Raw data below:
//! Proxy discovery.
//!
//! Every source of proxy settings is a [`SearchStrategy`]. A strategy reads
//! its raw settings (a file, a command's output, environment variables)
//! and turns them into a selector in a separate step that touches nothing
//! outside its arguments. [`ProxySearch`] runs strategies in order and keeps
//! the first selector found.

pub mod desktop;
pub mod env;
pub mod firefox;
pub mod gnome;
pub mod kde;
pub mod macos;
pub mod manual;
pub mod platform;
pub mod settings;
pub mod windows;

pub use env::EnvStrategy;
pub use firefox::FirefoxStrategy;
pub use gnome::GnomeStrategy;
pub use kde::KdeStrategy;
pub use macos::MacOsStrategy;
pub use manual::ManualStrategy;
pub use platform::{Browser, Desktop, Platform};
pub use settings::Settings;
pub use windows::WindowsStrategy;

use crate::config::{Config, ManualConfig};
use crate::error::{Result, ValidationError};
use crate::filter::Whitelist;
use crate::selector::{NoProxySelector, ProxyBypassListSelector, SharedSelector};
use serde::{Deserialize, Serialize};
use std::fmt;
use std::str::FromStr;
use std::sync::Arc;

/// Wrap `selector` in a bypass list unless the list is blank
pub(crate) fn with_bypass_list(selector: SharedSelector, list: Option<&str>) -> SharedSelector {
    match list.map(str::trim).filter(|list| !list.is_empty()) {
        Some(list) => {
            tracing::trace!("Bypass list is {:?}", list);
            Arc::new(ProxyBypassListSelector::parse(list, selector))
        }
        None => selector,
    }
}

pub(crate) fn direct() -> SharedSelector {
    NoProxySelector::instance()
}

/// Strategy names as written in configuration and on the command line
#[derive(Debug, Clone, Copy, PartialEq, Eq, Hash, Deserialize, Serialize)]
#[serde(rename_all = "lowercase")]
pub enum StrategyKind {
    Desktop,
    Browser,
    Firefox,
    Ie,
    Windows,
    Kde,
    Gnome,
    Macos,
    Env,
    Manual,
}

impl StrategyKind {
    pub const ALL: [StrategyKind; 10] = [
        StrategyKind::Desktop,
        StrategyKind::Browser,
        StrategyKind::Firefox,
        StrategyKind::Ie,
        StrategyKind::Windows,
        StrategyKind::Kde,
        StrategyKind::Gnome,
        StrategyKind::Macos,
        StrategyKind::Env,
        StrategyKind::Manual,
    ];

    pub fn as_str(&self) -> &'static str {
        match self {
            StrategyKind::Desktop => "desktop",
            StrategyKind::Browser => "browser",
            StrategyKind::Firefox => "firefox",
            StrategyKind::Ie => "ie",
            StrategyKind::Windows => "windows",
            StrategyKind::Kde => "kde",
            StrategyKind::Gnome => "gnome",
            StrategyKind::Macos => "macos",
            StrategyKind::Env => "env",
            StrategyKind::Manual => "manual",
        }
    }
}

impl FromStr for StrategyKind {
    type Err = ValidationError;

    fn from_str(s: &str) -> std::result::Result<Self, Self::Err> {
        let name = s.trim().to_ascii_lowercase();
        Self::ALL
            .into_iter()
            .find(|kind| kind.as_str() == name)
            .ok_or_else(|| ValidationError::UnknownStrategy {
                name: s.to_string(),
            })
    }
}

impl fmt::Display for StrategyKind {
    fn fmt(&self, f: &mut fmt::Formatter<'_>) -> fmt::Result {
        f.write_str(self.as_str())
    }
}

#[derive(Debug, Clone, PartialEq, Eq)]
pub enum SearchStrategy {
    /// Whatever the current desktop environment is configured with
    Desktop,
    /// The platform's default browser
    Browser,
    Firefox(FirefoxStrategy),
    /// Internet Explorer settings, which live in the Windows registry
    Ie(WindowsStrategy),
    Windows(WindowsStrategy),
    Kde(KdeStrategy),
    Gnome(GnomeStrategy),
    Macos(MacOsStrategy),
    Env(EnvStrategy),
    Manual(ManualStrategy),
}

impl SearchStrategy {
    /// `manual` needs the `[manual]` configuration table
    pub fn from_kind(kind: StrategyKind, manual: Option<&ManualConfig>) -> Result<Self> {
        Ok(match kind {
            StrategyKind::Desktop => SearchStrategy::Desktop,
            StrategyKind::Browser => SearchStrategy::Browser,
            StrategyKind::Firefox => SearchStrategy::Firefox(FirefoxStrategy::new()),
            StrategyKind::Ie => SearchStrategy::Ie(WindowsStrategy),
            StrategyKind::Windows => SearchStrategy::Windows(WindowsStrategy),
            StrategyKind::Kde => SearchStrategy::Kde(KdeStrategy::new()),
            StrategyKind::Gnome => SearchStrategy::Gnome(GnomeStrategy),
            StrategyKind::Macos => SearchStrategy::Macos(MacOsStrategy),
            StrategyKind::Env => SearchStrategy::Env(EnvStrategy::new()),
            StrategyKind::Manual => {
                let config = manual.ok_or(ValidationError::MissingManualSettings)?;
                SearchStrategy::Manual(ManualStrategy::new(config.clone()))
            }
        })
    }

    pub fn kind(&self) -> StrategyKind {
        match self {
            SearchStrategy::Desktop => StrategyKind::Desktop,
            SearchStrategy::Browser => StrategyKind::Browser,
            SearchStrategy::Firefox(_) => StrategyKind::Firefox,
            SearchStrategy::Ie(_) => StrategyKind::Ie,
            SearchStrategy::Windows(_) => StrategyKind::Windows,
            SearchStrategy::Kde(_) => StrategyKind::Kde,
            SearchStrategy::Gnome(_) => StrategyKind::Gnome,
            SearchStrategy::Macos(_) => StrategyKind::Macos,
            SearchStrategy::Env(_) => StrategyKind::Env,
            SearchStrategy::Manual(_) => StrategyKind::Manual,
        }
    }

    /// `Ok(None)` when the strategy does not apply or finds no proxy.
    /// Discovery errors mean the settings exist but could not be read.
    pub fn proxy_selector(&self) -> Result<Option<SharedSelector>> {
        match self {
            SearchStrategy::Desktop => desktop::proxy_selector(),
            SearchStrategy::Browser => match Browser::default_for(Platform::current()) {
                Browser::InternetExplorer => WindowsStrategy.proxy_selector(),
                Browser::Firefox => FirefoxStrategy::new().proxy_selector(),
            },
            SearchStrategy::Firefox(strategy) => strategy.proxy_selector(),
            SearchStrategy::Ie(strategy) | SearchStrategy::Windows(strategy) => {
                strategy.proxy_selector()
            }
            SearchStrategy::Kde(strategy) => strategy.proxy_selector(),
            SearchStrategy::Gnome(strategy) => strategy.proxy_selector(),
            SearchStrategy::Macos(strategy) => strategy.proxy_selector(),
            SearchStrategy::Env(strategy) => Ok(strategy.proxy_selector()),
            SearchStrategy::Manual(strategy) => strategy.proxy_selector(),
        }
    }
}

/// Strategies tried in order, plus a bypass list applied to whichever
/// selector is found
#[derive(Debug, Clone, Default)]
pub struct ProxySearch {
    strategies: Vec<SearchStrategy>,
    bypass: Whitelist,
}

impl ProxySearch {
    pub fn new() -> Self {
        Self::default()
    }

    /// Browser, then desktop, then environment variables. The browser is
    /// left out when there is no graphical session.
    pub fn default_search() -> Self {
        let mut search = Self::new();
        if platform::is_headless(Platform::current(), |name| std::env::var(name).ok()) {
            tracing::debug!("No graphical session, skipping browser settings");
        } else {
            search.add_strategy(SearchStrategy::Browser);
        }
        search.add_strategy(SearchStrategy::Desktop);
        search.add_strategy(SearchStrategy::Env(EnvStrategy::new()));
        search
    }

    /// Build the search described by `config`.
    ///
    /// Without a strategy list this is [`ProxySearch::default_search`].
    pub fn from_config(config: &Config) -> Result<Self> {
        let mut search = match &config.search.strategies {
            None => Self::default_search(),
            Some(kinds) => {
                let headless =
                    platform::is_headless(Platform::current(), |name| std::env::var(name).ok());
                let mut search = Self::new();
                for &kind in kinds {
                    if kind == StrategyKind::Browser && headless {
                        tracing::debug!("No graphical session, skipping browser settings");
                        continue;
                    }
                    search.add_strategy(SearchStrategy::from_kind(kind, config.manual.as_ref())?);
                }
                search
            }
        };
        if let Some(bypass) = &config.search.bypass {
            search.set_bypass(Whitelist::parse(bypass));
        }
        Ok(search)
    }

    pub fn add_strategy(&mut self, strategy: SearchStrategy) {
        self.strategies.push(strategy);
    }

    pub fn set_bypass(&mut self, bypass: Whitelist) {
        self.bypass = bypass;
    }

    pub fn strategies(&self) -> &[SearchStrategy] {
        &self.strategies
    }

    pub fn bypass(&self) -> &Whitelist {
        &self.bypass
    }

    /// First selector any strategy produces.
    ///
    /// Strategies whose settings cannot be read are logged and skipped;
    /// any other error ends the search.
    pub fn proxy_selector(&self) -> Result<Option<SharedSelector>> {
        for strategy in &self.strategies {
            let kind = strategy.kind();
            tracing::trace!("Trying {} strategy", kind);
            match strategy.proxy_selector() {
                Ok(Some(selector)) => {
                    tracing::debug!("Using proxy settings from {} strategy", kind);
                    return Ok(Some(self.apply_bypass(selector)));
                }
                Ok(None) => tracing::trace!("No proxy settings from {} strategy", kind),
                Err(err) if err.is_discovery() => {
                    tracing::error!("Skipping {} strategy: {}", kind, err);
                }
                Err(err) => return Err(err),
            }
        }
        tracing::debug!("No proxy settings found");
        Ok(None)
    }

    fn apply_bypass(&self, selector: SharedSelector) -> SharedSelector {
        if self.bypass.is_empty() {
            return selector;
        }
        Arc::new(ProxyBypassListSelector::new(self.bypass.clone(), selector))
    }
}
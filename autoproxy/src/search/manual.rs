//! Proxies written out in the `[manual]` section of the configuration

use super::with_bypass_list;
use crate::config::ManualConfig;
use crate::error::Result;
use crate::proxy::parse_proxy_address;
use crate::selector::{
    try_parse_proxy_settings, FixedSocksSelector, ProtocolDispatchSelector, SharedSelector,
};
use std::sync::Arc;

#[derive(Debug, Clone, Default, PartialEq, Eq)]
pub struct ManualStrategy {
    config: ManualConfig,
}

impl ManualStrategy {
    pub fn new(config: ManualConfig) -> Self {
        Self { config }
    }

    pub fn config(&self) -> &ManualConfig {
        &self.config
    }

    /// `https` falls back to the `http` proxy. A malformed proxy string is a
    /// configuration error rather than something to skip.
    pub fn proxy_selector(&self) -> Result<Option<SharedSelector>> {
        let mut ps = ProtocolDispatchSelector::new();

        let http = match non_empty(&self.config.http) {
            Some(spec) => Some(Arc::new(try_parse_proxy_settings(spec)?) as SharedSelector),
            None => None,
        };
        if let Some(http) = &http {
            ps.set_selector("http", Arc::clone(http));
        }

        match non_empty(&self.config.https) {
            Some(spec) => ps.set_selector("https", Arc::new(try_parse_proxy_settings(spec)?)),
            None => {
                if let Some(http) = http {
                    ps.set_selector("https", http);
                }
            }
        }

        if let Some(spec) = non_empty(&self.config.ftp) {
            ps.set_selector("ftp", Arc::new(try_parse_proxy_settings(spec)?));
        }

        if let Some(spec) = non_empty(&self.config.socks) {
            let (host, port) = parse_proxy_address(spec)?;
            ps.set_socks_selector(Arc::new(FixedSocksSelector::new(host, port)));
        }

        if ps.is_empty() {
            tracing::debug!("No manual proxies configured");
            return Ok(None);
        }

        Ok(Some(with_bypass_list(
            Arc::new(ps),
            non_empty(&self.config.no_proxy),
        )))
    }
}

fn non_empty(value: &Option<String>) -> Option<&str> {
    value.as_deref().map(str::trim).filter(|v| !v.is_empty())
}
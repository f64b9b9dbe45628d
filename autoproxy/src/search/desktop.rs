//! Picks the one desktop strategy that applies to this session

use super::gnome::GnomeStrategy;
use super::kde::KdeStrategy;
use super::macos::MacOsStrategy;
use super::platform::Desktop;
use super::windows::WindowsStrategy;
use super::SearchStrategy;
use crate::error::Result;
use crate::selector::SharedSelector;

/// Windows first, then KDE, GNOME and macOS. Other desktops have no strategy.
pub fn strategy_for(desktop: Desktop) -> Option<SearchStrategy> {
    match desktop {
        Desktop::Windows => Some(SearchStrategy::Windows(WindowsStrategy)),
        Desktop::Kde => Some(SearchStrategy::Kde(KdeStrategy::new())),
        Desktop::Gnome => Some(SearchStrategy::Gnome(GnomeStrategy)),
        Desktop::MacOs => Some(SearchStrategy::Macos(MacOsStrategy)),
        Desktop::Other => None,
    }
}

/// Run the strategy for the current desktop. Exactly one strategy is asked;
/// `Ok(None)` when the desktop is unknown or has no proxy configured.
pub fn proxy_selector() -> Result<Option<SharedSelector>> {
    let desktop = Desktop::current();
    tracing::debug!("Detected desktop {:?}", desktop);
    match strategy_for(desktop) {
        Some(strategy) => strategy.proxy_selector(),
        None => {
            tracing::debug!("No proxy settings available for this desktop");
            Ok(None)
        }
    }
}
//! Configuration file loading and merging

use super::builtin::get_builtin;
use super::schema::Config;
use crate::error::{ProxyError, Result};
use std::env;
use std::fs;
use std::path::{Path, PathBuf};

/// Environment variable naming a configuration file
pub const CONFIG_ENV: &str = "AUTOPROXY_CONFIG";

pub struct ConfigLoader;

impl ConfigLoader {
    /// Get the default config file path
    pub fn default_config_path() -> PathBuf {
        // Priority order:
        // 1. $AUTOPROXY_CONFIG
        // 2. $XDG_CONFIG_HOME/autoproxy/config.toml
        // 3. ~/.config/autoproxy/config.toml

        if let Ok(path) = env::var(CONFIG_ENV) {
            return PathBuf::from(path);
        }

        if let Ok(xdg) = env::var("XDG_CONFIG_HOME") {
            return PathBuf::from(xdg).join("autoproxy/config.toml");
        }

        if let Ok(home) = env::var("HOME") {
            return PathBuf::from(home).join(".config/autoproxy/config.toml");
        }

        PathBuf::from("config.toml")
    }

    /// Load config from a file
    pub fn load_from_file<P: AsRef<Path>>(path: P) -> Result<Config> {
        let path = path.as_ref();
        let contents = fs::read_to_string(path).map_err(|e| ProxyError::ConfigLoad {
            path: path.to_path_buf(),
            io: e,
        })?;

        let config: Config = toml::from_str(&contents)?;
        Ok(config)
    }

    /// Merge user config on top of built-in config.
    /// Anything the user sets replaces the built-in value.
    pub fn merge_configs(builtin: Config, user: Config) -> Config {
        let mut merged = builtin;

        if user.search.strategies.is_some() {
            merged.search.strategies = user.search.strategies;
        }
        if user.search.bypass.is_some() {
            merged.search.bypass = user.search.bypass;
        }
        if user.manual.is_some() {
            merged.manual = user.manual;
        }

        merged
    }

    /// Load config with built-in as lowest-priority fallback
    /// Priority: User config > Built-in config
    pub fn load_with_builtins() -> Result<Config> {
        let builtin = get_builtin().clone();
        let path = Self::default_config_path();

        if path.exists() {
            tracing::debug!("Loading config from {:?}", path);
            let user = Self::load_from_file(&path)?;
            Ok(Self::merge_configs(builtin, user))
        } else {
            tracing::debug!("User config not found at {:?}, using built-in defaults", path);
            Ok(builtin)
        }
    }

    /// Load config from optional path or default with built-in merge
    /// Priority: Explicit path > User config > Built-in config
    pub fn load_or_default(path: Option<PathBuf>) -> Result<Config> {
        if let Some(p) = path {
            let user = Self::load_from_file(&p)?;
            Ok(Self::merge_configs(get_builtin().clone(), user))
        } else {
            Self::load_with_builtins()
        }
    }
}
//! Built-in default configuration embedded in the binary
//!
//! The lowest-priority configuration layer. Parsed once on first access.

use super::schema::Config;
use std::sync::LazyLock;

const BUILTIN_TOML: &str = include_str!("../builtin-search.toml");

static BUILTIN_CONFIG: LazyLock<Config> = LazyLock::new(load_builtin_config);

pub fn get_builtin() -> &'static Config {
    &BUILTIN_CONFIG
}

fn load_builtin_config() -> Config {
    toml::from_str(BUILTIN_TOML).unwrap_or_else(|err| {
        tracing::error!("Built-in configuration is invalid: {}", err);
        Config::default()
    })
}
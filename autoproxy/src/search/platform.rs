//! Platform, desktop and browser detection

use std::env;
use std::path::PathBuf;

#[derive(Debug, Clone, Copy, PartialEq, Eq)]
pub enum Platform {
    Windows,
    Linux,
    MacOs,
    Solaris,
    Other,
}

impl Platform {
    pub fn current() -> Self {
        if cfg!(target_os = "windows") {
            Platform::Windows
        } else if cfg!(target_os = "linux") {
            Platform::Linux
        } else if cfg!(target_os = "macos") {
            Platform::MacOs
        } else if cfg!(any(target_os = "solaris", target_os = "illumos")) {
            Platform::Solaris
        } else {
            Platform::Other
        }
    }
}

#[derive(Debug, Clone, Copy, PartialEq, Eq)]
pub enum Desktop {
    Windows,
    Kde,
    Gnome,
    MacOs,
    Other,
}

impl Desktop {
    pub fn current() -> Self {
        Self::detect(Platform::current(), |name| env::var(name).ok())
    }

    /// Desktop for `platform`, looking at session variables through `var`
    pub fn detect(platform: Platform, var: impl Fn(&str) -> Option<String>) -> Self {
        match platform {
            Platform::Windows => return Desktop::Windows,
            Platform::MacOs => return Desktop::MacOs,
            Platform::Linux | Platform::Solaris | Platform::Other => {}
        }

        let current = var("XDG_CURRENT_DESKTOP").unwrap_or_default().to_lowercase();
        if var("KDE_SESSION_VERSION").is_some() || current.contains("kde") {
            tracing::trace!("Detected KDE desktop");
            return Desktop::Kde;
        }
        if var("GNOME_DESKTOP_SESSION_ID").is_some() || current.contains("gnome") {
            tracing::trace!("Detected GNOME desktop");
            return Desktop::Gnome;
        }
        tracing::trace!("Detected unknown desktop");
        Desktop::Other
    }
}

#[derive(Debug, Clone, Copy, PartialEq, Eq)]
pub enum Browser {
    InternetExplorer,
    Firefox,
}

impl Browser {
    pub fn default_for(platform: Platform) -> Self {
        match platform {
            Platform::Windows => Browser::InternetExplorer,
            _ => Browser::Firefox,
        }
    }
}

/// Home directory of the current user
pub fn home_dir() -> Option<PathBuf> {
    env::var_os("HOME")
        .or_else(|| env::var_os("USERPROFILE"))
        .filter(|home| !home.is_empty())
        .map(PathBuf::from)
}

/// No graphical session to read browser settings for
pub fn is_headless(platform: Platform, var: impl Fn(&str) -> Option<String>) -> bool {
    match platform {
        Platform::Windows | Platform::MacOs => false,
        _ => var("DISPLAY").is_none() && var("WAYLAND_DISPLAY").is_none(),
    }
}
End of Raw data.
## Work to be completed
Report the number of lines in the records above that contain "graphical", with no other text.

## Answer for the task
4